10.4142/jvs.2012.13.3.245
- Author:
Hsien Yueh LIU
1
;
Chih Yao CHUNG
;
Wen Chin YANG
;
Chih Lung LIANG
;
Chi Young WANG
;
Chih Yu CHANG
;
Cicero Lee Tian CHANG
Author Information
1. Department of Veterinary Medicine, College of Veterinary Medicine, National Chung Hsing University, Taichung 402, Taiwan. ltchang@nchu.edu.tw
- Publication Type:Original Article ; Research Support, Non-U.S. Gov't
- Keywords:
diabetes mellitus;
exendin-4;
Listeria monocytogenes;
macrophage;
mice
- MeSH:
ATP-Binding Cassette Transporters/metabolism;
Age Factors;
Animals;
Blood Chemical Analysis;
Cholesterol/metabolism;
Diabetes Mellitus, Type 2/*drug therapy/genetics;
Dyslipidemias/drug therapy/genetics;
Female;
Hyperglycemia/drug therapy/genetics;
Hypoglycemic Agents/*therapeutic use;
Injections, Intraperitoneal;
*Lipid Metabolism/drug effects;
Listeria monocytogenes/*drug effects/immunology;
Listeriosis/*drug therapy/immunology/microbiology;
Macrophages/drug effects/*metabolism;
Mice;
Obesity/drug therapy/genetics;
Peptides/*therapeutic use;
Phagocytosis/drug effects;
Venoms/*therapeutic use
- From:Journal of Veterinary Science
2012;13(3):245-252
- CountryRepublic of Korea
- Language:English
-
Abstract:
The incidence of diabetes mellitus is increasing among companion animals.
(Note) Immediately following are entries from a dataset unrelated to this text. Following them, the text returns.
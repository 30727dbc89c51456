//! Key-value persistence backends

use std::path::{Path, PathBuf};

use async_trait::async_trait;
use serde_json::{Map, Value};
use tokio::sync::Mutex;
use tracing::{debug, warn};

use crate::error::StoreError;

/// Small persistent key-value store.
///
/// Each call is atomic on its own; nothing is promised across calls.
#[async_trait]
pub trait KeyValueStore: Send + Sync {
    /// Values for the requested keys. Missing keys are simply absent.
    async fn get(&self, keys: &[&str]) -> Result<Map<String, Value>, StoreError>;

    async fn set(&self, entries: Map<String, Value>) -> Result<(), StoreError>;

    async fn remove(&self, keys: &[&str]) -> Result<(), StoreError>;
}

/// Store backed by a single JSON object on disk
#[derive(Debug)]
pub struct JsonFileStore {
    path: PathBuf,
    // Serialises read-modify-write cycles.
    lock: Mutex<()>,
}

impl JsonFileStore {
    pub fn new(path: impl Into<PathBuf>) -> Self {
        Self {
            path: path.into(),
            lock: Mutex::new(()),
        }
    }

    pub fn path(&self) -> &Path {
        &self.path
    }

    async fn load(&self) -> Result<Map<String, Value>, StoreError> {
        let bytes = match tokio::fs::read(&self.path).await {
            Ok(bytes) => bytes,
            Err(e) if e.kind() == std::io::ErrorKind::NotFound => {
                debug!("State file {} does not exist yet", self.path.display());
                return Ok(Map::new());
            }
            Err(e) => return Err(e.into()),
        };

        if bytes.iter().all(u8::is_ascii_whitespace) {
            return Ok(Map::new());
        }

        match serde_json::from_slice::<Value>(&bytes)? {
            Value::Object(map) => Ok(map),
            other => Err(StoreError::Corrupt(format!(
                "expected a JSON object, found {}",
                json_kind(&other)
            ))),
        }
    }

    /// Like `load`, but a file that does not parse is moved aside to
    /// `state.json.corrupt` so writes can start over from an empty record.
    async fn load_for_write(&self) -> Result<Map<String, Value>, StoreError> {
        match self.load().await {
            Err(e @ (StoreError::Json(_) | StoreError::Corrupt(_))) => {
                let aside = self.path.with_extension("json.corrupt");
                warn!(
                    "State file {} is unreadable ({}), moving it to {}",
                    self.path.display(),
                    e,
                    aside.display()
                );
                tokio::fs::rename(&self.path, &aside).await?;
                Ok(Map::new())
            }
            other => other,
        }
    }

    async fn save(&self, map: Map<String, Value>) -> Result<(), StoreError> {
        if let Some(parent) = self.path.parent() {
            if !parent.as_os_str().is_empty() {
                tokio::fs::create_dir_all(parent).await?;
            }
        }

        let bytes = serde_json::to_vec_pretty(&Value::Object(map))?;
        let tmp = self.path.with_extension("json.tmp");
        tokio::fs::write(&tmp, bytes).await?;
        tokio::fs::rename(&tmp, &self.path).await?;
        Ok(())
    }
}

#[async_trait]
impl KeyValueStore for JsonFileStore {
    async fn get(&self, keys: &[&str]) -> Result<Map<String, Value>, StoreError> {
        let _guard = self.lock.lock().await;
        let mut map = self.load().await?;
        Ok(keys
            .iter()
            .filter_map(|key| map.remove(*key).map(|value| (key.to_string(), value)))
            .collect())
    }

    async fn set(&self, entries: Map<String, Value>) -> Result<(), StoreError> {
        let _guard = self.lock.lock().await;
        let mut map = self.load_for_write().await?;
        map.extend(entries);
        self.save(map).await
    }

    async fn remove(&self, keys: &[&str]) -> Result<(), StoreError> {
        let _guard = self.lock.lock().await;
        let mut map = self.load_for_write().await?;
        for key in keys {
            map.remove(*key);
        }
        self.save(map).await
    }
}

fn json_kind(value: &Value) -> &'static str {
    match value {
        Value::Null => "null",
        Value::Bool(_) => "a boolean",
        Value::Number(_) => "a number",
        Value::String(_) => "a string",
        Value::Array(_) => "an array",
        Value::Object(_) => "an object",
    }
}

#[cfg(test)]
pub use memory::MemoryStore;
This disease has similar characteristics in both humans and animals. Diabetes is frequently identified as an independent risk factor for infections associated with increased mortality. In the present study, homozygous diabetic (db/db) mice were infected with Listeria (L.) monocytogenes and then treated with the anti-diabetic drug exendin-4, a glucagon-like peptide 1 analogue. In aged db/db mice, decreased CD11b+ macrophage populations with higher lipid content and lower phagocytic activity were observed. Exendin-4 lowered high lipid levels and enhanced phagocytosis in macrophages from db/db mice infected with L. monocytogenes. Exendin-4 also ameliorated obesity and hyperglycemia, and improved ex vivo bacteria clearance by macrophages in the animals. Liver histology examined during L. monocytogenes infection indicated that abscess formation was much milder in exendin-4-treated db/db mice than in the control animals. Moreover, mechanistic studies demonstrated that expression of ATP binding cassette transporter 1, a sterol transporter, was higher in macrophages isolated from the exendin-4-treated db/db mice. Overall, our results suggest that exendin-4 decreases the risk of infection in diabetic animals by modifying the interaction between intracellular lipids and phagocytic macrophages.